Sociedade | 13-05-2026 10:00

Cães-guia devolvem liberdade mas continuam fora do alcance de muitos cegos

Cães-guia devolvem liberdade mas continuam fora do alcance de muitos cegos
Mariana Lucas, do Carregado, recebeu no final do ano passado o cão-guia Tempo - foto O MIRANTE

A 29 de Abril assinalou-se o Dia Internacional do Cão-Guia. A história de Mariana Lucas, do Carregado, mostra como estes animais podem transformar a vida de quem não vê, dando autonomia, segurança e inclusão.

Nem todas as pessoas cegas ou com visão residual conseguem ter acesso a um cão-guia. Para quem consegue, a diferença é profunda. Mariana Lucas, 24 anos, natural do Carregado, sabe bem o que isso significa. Tempo, um labrador com três anos e meio, é o seu segundo cão-guia e tornou-se um verdadeiro parceiro de vida. “Ele faz uma vida 100% comigo”, resume a jovem, que vive com síndrome de Alström, uma doença genética rara que provoca perda progressiva de visão e audição, entre outras complicações. Até aos 14 anos, Mariana via cerca de 3%, com uma particularidade pouco comum: conseguia ver melhor no escuro do que durante o dia. A doença manifesta-se de forma variável e pode incluir fotofobia, perda auditiva, problemas metabólicos e cardíacos.
Licenciada em Jornalismo, Mariana ainda não conseguiu trabalhar na área, mas mantém vivo o gosto pela profissão, em especial pelo jornalismo desportivo. “Gostava de ser jornalista desportiva.
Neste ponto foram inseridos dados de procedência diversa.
#![allow(dead_code)]

use serde_json::{Value, json};

pub fn point_feature(filename: &str, coordinates: Value) -> Value {
    json!({
        "type": "Feature",
        "geometry": { "type": "Point", "coordinates": coordinates },
        "properties": { "filename": filename }
    })
}

pub fn collection(features: Vec<Value>) -> Vec<u8> {
    serde_json::to_vec(&json!({ "type": "FeatureCollection", "features": features })).unwrap()
}

/// The three cameras used by the end-to-end scenarios.
pub fn three_cameras() -> Vec<Value> {
    vec![
        point_feature("cam1.JPG", json!([100.0, 200.0, 10.0])),
        point_feature("cam2.JPG", json!([102.0, 202.0, 12.0])),
        point_feature("cam3.JPG", json!([104.0, 204.0, 14.0])),
    ]
}

/// A feature shaped like an OpenDroneMap shots.geojson entry.
pub fn odm_shot(filename: &str, translation: [f64; 3], rotation: [f64; 3]) -> Value {
    json!({
        "type": "Feature",
        "properties": {
            "filename": filename,
            "camera": "v2 dji fc6310 5472 3648 brown 0.6666",
            "focal": 0.6666,
            "width": 5472,
            "height": 3648,
            "capture_time": 1_600_000_000.0,
            "translation": translation,
            "rotation": rotation
        },
        "geometry": { "type": "Point", "coordinates": [10.75, 59.91, 120.0] }
    })
}
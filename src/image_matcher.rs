//! Finds the photo a camera was shot from.
//!
//! Search order is fixed so results are reproducible: files directly in the
//! base folder, then, for each entry of [`IMAGE_FOLDER_PATTERNS`] in order,
//! every folder below the base whose name contains that pattern (folders in
//! lexicographic order, files sorted within each). Only directory entries are
//! read while looking for those folders; files are listed in the base folder
//! and the matching folders alone.
//!
//! [`find_images`] and [`find_image`] rescan on every call. An import run
//! builds one [`ImageIndex`] and answers every camera from it.

use std::collections::{HashMap, HashSet};
use std::path::{Path, PathBuf};

use glob::glob;

pub const IMAGE_EXTENSIONS: [&str; 3] = ["jpg", "jpeg", "png"];

pub const IMAGE_FOLDER_PATTERNS: [&str; 7] =
    ["drone", "image", "images", "photo", "photos", "dji", "dcim"];

/// Stem used to match a camera id against image files, lowercased.
pub fn camera_key(camera_id: &str) -> String {
    Path::new(camera_id)
        .file_stem()
        .map(|s| s.to_string_lossy().to_lowercase())
        .unwrap_or_else(|| camera_id.to_lowercase())
}

fn is_image(path: &Path) -> bool {
    path.extension()
        .map(|ext| ext.to_string_lossy().to_lowercase())
        .is_some_and(|ext| IMAGE_EXTENSIONS.contains(&ext.as_str()))
}

fn glob_sorted(pattern: &str) -> Vec<PathBuf> {
    let Ok(paths) = glob(pattern) else {
        log::warn!("bad search pattern {pattern}");
        return Vec::new();
    };
    let mut sorted_path: Vec<PathBuf> = paths.filter_map(Result::ok).collect();
    sorted_path.sort();
    sorted_path
}

/// Every directory below `dir`, without following symlinks.
fn collect_sub_folders(dir: &Path, out: &mut Vec<PathBuf>) {
    let entries = match std::fs::read_dir(dir) {
        Ok(entries) => entries,
        Err(e) => {
            log::trace!("cannot list {}: {e}", dir.display());
            return;
        }
    };
    for entry in entries.filter_map(Result::ok) {
        if entry.file_type().is_ok_and(|t| t.is_dir()) {
            let path = entry.path();
            collect_sub_folders(&path, out);
            out.push(path);
        }
    }
}

/// Folders to search, in search order, starting with `base_dir` itself.
pub fn search_folders(base_dir: &Path) -> Vec<PathBuf> {
    let mut sub_folders = Vec::new();
    collect_sub_folders(base_dir, &mut sub_folders);
    sub_folders.sort();

    let mut seen = HashSet::new();
    let mut folders = vec![base_dir.to_path_buf()];
    seen.insert(base_dir.to_path_buf());
    for pattern in IMAGE_FOLDER_PATTERNS {
        for folder in &sub_folders {
            let name = folder
                .file_name()
                .map(|n| n.to_string_lossy().to_lowercase())
                .unwrap_or_default();
            if name.contains(pattern) && seen.insert(folder.clone()) {
                folders.push(folder.clone());
            }
        }
    }
    log::trace!("image search folders: {folders:?}");
    folders
}

/// Images below one base folder, grouped by lowercased stem in search order.
#[derive(Debug, Clone, Default)]
pub struct ImageIndex {
    by_stem: HashMap<String, Vec<PathBuf>>,
    len: usize,
}

impl ImageIndex {
    pub fn scan(base_dir: &Path) -> ImageIndex {
        let mut index = ImageIndex::default();
        for folder in search_folders(base_dir) {
            let escaped = glob::Pattern::escape(&folder.to_string_lossy());
            for path in glob_sorted(&format!("{escaped}/*")) {
                if !is_image(&path) || !path.is_file() {
                    continue;
                }
                let Some(stem) = path.file_stem() else {
                    continue;
                };
                index
                    .by_stem
                    .entry(stem.to_string_lossy().to_lowercase())
                    .or_default()
                    .push(path);
                index.len += 1;
            }
        }
        log::debug!("indexed {} images below {}", index.len, base_dir.display());
        index
    }

    /// Number of candidate images found.
    pub fn len(&self) -> usize {
        self.len
    }

    pub fn is_empty(&self) -> bool {
        self.len == 0
    }

    /// All images for `camera_id`, best candidate first.
    pub fn find_all(&self, camera_id: &str) -> &[PathBuf] {
        self.by_stem
            .get(&camera_key(camera_id))
            .map(Vec::as_slice)
            .unwrap_or_default()
    }

    /// First candidate of [`ImageIndex::find_all`].
    pub fn find(&self, camera_id: &str) -> Option<PathBuf> {
        let found = self.find_all(camera_id).first().cloned();
        match &found {
            Some(path) => log::debug!("found image for camera {camera_id}: {}", path.display()),
            None => log::debug!("no images found for camera {camera_id}"),
        }
        found
    }
}

/// All images for `camera_id`, best candidate first.
pub fn find_images(base_dir: &Path, camera_id: &str) -> Vec<PathBuf> {
    ImageIndex::scan(base_dir).find_all(camera_id).to_vec()
}

/// First candidate of [`find_images`], or `None` when nothing matches.
pub fn find_image(base_dir: &Path, camera_id: &str) -> Option<PathBuf> {
    ImageIndex::scan(base_dir).find(camera_id)
}
use glam::DVec3;
use serde::{Deserialize, Serialize};

use crate::error::{ImportError, Result};

pub const DEFAULT_SENSOR_WIDTH_MM: f64 = 36.0;

/// Where a camera's position is read from.
#[derive(Debug, Clone, Copy, PartialEq, Eq, Default, Serialize, Deserialize, clap::ValueEnum)]
#[serde(rename_all = "lowercase")]
pub enum PositionSource {
    /// `properties.translation` if any feature of the collection has one,
    /// else the Point coordinates.
    #[default]
    Auto,
    /// Always the Point geometry coordinates.
    Geometry,
    /// Always `properties.translation`.
    Translation,
}

#[derive(Debug, Clone, PartialEq, Serialize, Deserialize)]
#[serde(rename_all = "camelCase", default)]
pub struct ImportConfig {
    pub sensor_width_mm: f64,
    /// Ignored when `use_mean_midpoint` is set.
    pub manual_offset: DVec3,
    pub use_mean_midpoint: bool,
    pub position_source: PositionSource,
    /// Look for background images next to the GeoJSON file.
    pub match_images: bool,
}

impl Default for ImportConfig {
    fn default() -> Self {
        Self {
            sensor_width_mm: DEFAULT_SENSOR_WIDTH_MM,
            manual_offset: DVec3::ZERO,
            use_mean_midpoint: false,
            position_source: PositionSource::Auto,
            match_images: true,
        }
    }
}

impl ImportConfig {
    pub fn validate(&self) -> Result<()> {
        if !self.sensor_width_mm.is_finite() || self.sensor_width_mm <= 0.0 {
            return Err(ImportError::InvalidConfig(format!(
                "sensor width must be > 0 mm, got {}",
                self.sensor_width_mm
            )));
        }
        if !self.manual_offset.is_finite() {
            return Err(ImportError::InvalidConfig(format!(
                "manual offset must be finite, got {}",
                self.manual_offset
            )));
        }
        Ok(())
    }
}

/// Command-line flags layered over an [`ImportConfig`] loaded from file.
#[derive(Debug, Clone, Default, clap::Args)]
pub struct ConfigOverrides {
    /// camera sensor width in mm
    #[arg(long)]
    pub sensor_width: Option<f64>,

    #[arg(long)]
    pub offset_x: Option<f64>,

    #[arg(long)]
    pub offset_y: Option<f64>,

    #[arg(long)]
    pub offset_z: Option<f64>,

    /// use the mean midpoint of all cameras as offset
    #[arg(long, overrides_with = "no_mean_midpoint")]
    pub mean_midpoint: bool,

    /// use the manual offset even if the config file asks for the midpoint
    #[arg(long, overrides_with = "mean_midpoint")]
    pub no_mean_midpoint: bool,

    #[arg(long, value_enum)]
    pub position_source: Option<PositionSource>,

    /// do not look for matching images
    #[arg(long)]
    pub no_images: bool,
}

impl ConfigOverrides {
    /// `None` when neither midpoint flag was given.
    pub fn use_mean_midpoint(&self) -> Option<bool> {
        match (self.mean_midpoint, self.no_mean_midpoint) {
            (true, _) => Some(true),
            (_, true) => Some(false),
            _ => None,
        }
    }

    pub fn apply(&self, config: &mut ImportConfig) {
        if let Some(w) = self.sensor_width {
            config.sensor_width_mm = w;
        }
        if let Some(x) = self.offset_x {
            config.manual_offset.x = x;
        }
        if let Some(y) = self.offset_y {
            config.manual_offset.y = y;
        }
        if let Some(z) = self.offset_z {
            config.manual_offset.z = z;
        }
        if let Some(midpoint) = self.use_mean_midpoint() {
            config.use_mean_midpoint = midpoint;
        }
        if let Some(source) = self.position_source {
            config.position_source = source;
        }
        if self.no_images {
            config.match_images = false;
        }
    }
}
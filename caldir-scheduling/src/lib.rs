//! Implicit iTIP scheduling for caldir.
//!
//! When a calendar object with an ORGANIZER and ATTENDEEs is created, changed
//! or deleted, this crate works out which scheduling messages are due and to
//! whom, sends them through a [`SchedulingTransport`], and records each
//! recipient's delivery status back on the object as SCHEDULE-STATUS.
//!
//! - [`ImplicitScheduler`] runs one operation end to end
//! - [`diff`] decides whether a change needs messages at all
//! - [`cancel`] works out who lost which instances
//! - [`itip`] shapes REQUEST, CANCEL and REPLY messages
//!
//! Storage, address resolution and delivery are traits
//! ([`CalendarStore`], [`Directory`], [`SchedulingTransport`]) implemented by
//! the embedding server.

pub mod calendar_object;
pub mod cancel;
pub mod config;
pub mod diff;
pub mod dispatch;
pub mod error;
pub mod event;
pub mod extract;
pub mod ics;
pub mod itip;
pub mod principal;
pub mod role;
pub mod scheduler;
pub mod store;
pub mod transport;

pub use calendar_object::{CalendarObject, UserProperty};
pub use config::SchedulingConfig;
pub use error::{SchedulingError, SchedulingResult};
pub use event::*;
pub use itip::{ITipGenerator, ITipMessage, ITipMethod, MessageGenerator};
pub use principal::{Directory, InMemoryDirectory, Principal};
pub use role::{Role, classify};
pub use scheduler::{ImplicitScheduler, ScheduleOutcome, SchedulingRequest};
pub use store::CalendarStore;
pub use transport::{RecipientStatus, SchedulingResponse, SchedulingTransport};
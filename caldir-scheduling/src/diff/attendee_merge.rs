//! Validation of an attendee's change against the organizer's copy.
//!
//! An attendee may change their own PARTSTAT (and the other participation
//! parameters on their ATTENDEE property), alarms, transparency, and which
//! instances they keep (EXDATEs, or dropping an override). Anything else is a
//! change only the organizer can make.

use std::borrow::Cow;

use serde::{Deserialize, Serialize};

use crate::calendar_object::CalendarObject;
use crate::diff::property_change::{Profile, PropertyChange, compare_components, instance_change};
use crate::event::{Event, EventTime, ParticipationStatus};

/// Result of checking an attendee's change.
#[derive(Debug, Clone, Default, PartialEq, Serialize, Deserialize)]
pub struct AttendeeMerge {
    /// The change only touches what the attendee owns
    pub change_allowed: bool,
    /// Nothing the organizer needs to hear about (e.g. an alarm edit)
    pub no_message_needed: bool,
    /// Changes the attendee was not allowed to make
    pub disallowed: Vec<PropertyChange>,
}

/// Check the attendee's new copy against the organizer's authoritative one.
pub fn attendee_merge(
    organizer_copy: &CalendarObject,
    new: &CalendarObject,
    attendee: &str,
) -> AttendeeMerge {
    let mut disallowed = Vec::new();
    let mut reply_needed = false;

    for component in &new.events {
        let rid = component.recurrence_id.as_ref();
        let Some(counterpart) = counterpart(organizer_copy, rid) else {
            // An override for an instance the organizer never scheduled
            disallowed.push(instance_change(rid.cloned(), true));
            continue;
        };

        disallowed.extend(compare_components(&counterpart, component, Profile::Attendee));

        if own_partstat(component, attendee) != own_partstat(&counterpart, attendee) {
            reply_needed = true;
        }
    }

    // Newly excluded instances are declined towards the organizer
    let organizer_exdates = organizer_copy.master_exdates();
    if new
        .master_exdates()
        .iter()
        .any(|exdate| !organizer_exdates.contains(exdate))
    {
        reply_needed = true;
    }

    AttendeeMerge {
        change_allowed: disallowed.is_empty(),
        no_message_needed: !reply_needed,
        disallowed,
    }
}

/// The organizer's version of one instance, deriving it from the master when
/// the organizer has no override for it.
fn counterpart<'a>(
    organizer_copy: &'a CalendarObject,
    recurrence_id: Option<&EventTime>,
) -> Option<Cow<'a, Event>> {
    if let Some(component) = organizer_copy.component(recurrence_id) {
        return Some(Cow::Borrowed(component));
    }
    let rid = recurrence_id?;
    let master = organizer_copy.master()?;
    if master.exdates().iter().any(|exdate| exdate.same_instant(rid)) {
        return None;
    }
    Some(Cow::Owned(master.derived_instance(rid)))
}

fn own_partstat(event: &Event, attendee: &str) -> ParticipationStatus {
    event
        .attendee(attendee)
        .and_then(|a| a.partstat)
        .unwrap_or(ParticipationStatus::NeedsAction)
}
Sempre acompanhei e até fazia relatos de futebol no meu quarto”, conta. Actualmente colabora, através do IEFP, com a associação Cabra Cega, de Sobral de Monte Agraço, onde apoia pessoas com deficiência visual.
O percurso de autonomia de Mariana começou no Colégio Helen Keller, onde aprendeu braille, orientação com bengala e competências tecnológicas essenciais. Mas foi com Tempo que a sua independência ganhou outra dimensão. O cão-guia ajuda-a na orientação diária, na integração social e até na compensação das limitações auditivas. “Se estou num sítio muito ruidoso, ele percebe que não me consigo orientar e assume esse papel”, explica. A ligação entre ambos vai ainda mais longe. Mariana tem diabetes e Tempo consegue detectar alterações nos seus níveis glicémicos. “Quando tenho uma hipoglicemia, ele muda o ritmo, a postura. Percebe que algo não está bem.” Apesar do treino rigoroso, Tempo continua a ser um cão. Quando chega a casa e lhe é retirado o arnês, volta à sua vida normal: brinca, come e segue as suas rotinas.
A jovem já enfrentou situações de discriminação em transportes públicos e restaurantes. Há quem lhe diga que o cão não pode entrar, apesar da lei permitir o acesso de cães-guia a espaços públicos e privados de uso colectivo. Mariana tenta explicar, mostra o Cartão de Cidadão, onde a referência legal está inscrita no verso, mas nem sempre chega. Em alguns casos, já teve de chamar a polícia. Mariana vive com a mãe no Carregado, mas considera que a localidade ainda não está preparada para pessoas cegas. “A minha vida é 80% fora daqui”, afirma, sublinhando a importância da mobilidade e da autonomia que Tempo lhe permite conquistar todos os dias.
Actualmente há cerca de 40 pessoas em lista de espera no país para receber um cão-guia. Mas nem todas terão condições para receber o animal, sobretudo quando se trata de primeiras inscrições na única instituição portuguesa que treina e atribui cães-guia: a Associação Beira Aguieira de Apoio ao Deficiente Visual. Segundo Nuno Gouveia, técnico da instituição, o tempo médio de espera, após a inscrição, varia entre um ano e meio e dois anos. Os cães são sobretudo labradores, embora também possam ser golden retrievers ou cruzamentos entre as duas raças. Regra geral, o acesso é destinado a pessoas entre os 18 e os 65 anos, embora existam excepções. Uma dessas excepções está a ser desenvolvida através de uma parceria com uma escola francesa, que permitirá entregar cães-guia a jovens a partir dos 14 anos. A associação conta actualmente com três treinadores e uma quarta profissional em formação. Desde a sua criação, já entregou cerca de 300 cães-guia.